Around 27,000 people currently work in the division, 13,000 of them in Duisburg. An employment guarantee applies until the end of March 2026. “The stated objective is to continue to avoid layoffs for operational reasons,” the statement said.

Thyssenkrupp Steel: Measures necessary to maintain competitiveness

“The planned measures are absolutely necessary to maintain competitiveness and ensure a secure future for steel production at the Duisburg plant,” the company explained. This would also ensure high-quality jobs in the long term and make the basic steel supply resilient for industrial value creation in Germany. “Deep optimizations in the production network should significantly increase competitiveness and profitability.”

The target is Thyssenkrupp Position steel for the future in persistently challenging market conditions. The core of the realignment will be a reduction in installed production capacity to around 9 to 9.5 million tonnes per year. This corresponds approximately to the level of the last three years. “The current production capacity, however, is planned for about 11.5 million tons.” These 11.5 million tonnes also include the quantities of steel produced by the Duisburg company HKM, in which Thyssenkrupp Steel has a 50 percent stake.

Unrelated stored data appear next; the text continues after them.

// Move ids referenced by the rule tables.

pub const NONE: u16 = 0;
pub const TACKLE: u16 = 33;
pub const IRON_HEAD: u16 = 442;
pub const SECRET_SWORD: u16 = 548;
pub const BEHEMOTH_BLADE: u16 = 781;
pub const BEHEMOTH_BASH: u16 = 782;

Target: production in a completely climate-neutral way by 2045 at the latest

The planned realignment is a response, on the one hand, to the persistent weakness of the economy, but above all to the medium and long-term structural changes in the European steel market and in the main customers and target markets. In Germany in particular, these include high energy costs, which continue to rise due to climate policy targets, as well as unbridled increasing pressure from imports, mainly from Asia.

Plans for realignment are becoming even more concrete. The company then wants to advise them with co-management and the committees responsible for the steel sector.

The company stressed that it will continue to adapt its production towards climate-neutral steel production. “The construction of the first direct reduction plant in Duisburg will be carried out as planned, supported by the funds released for this by the federal government and regional governments.” the latter also has no restrictions.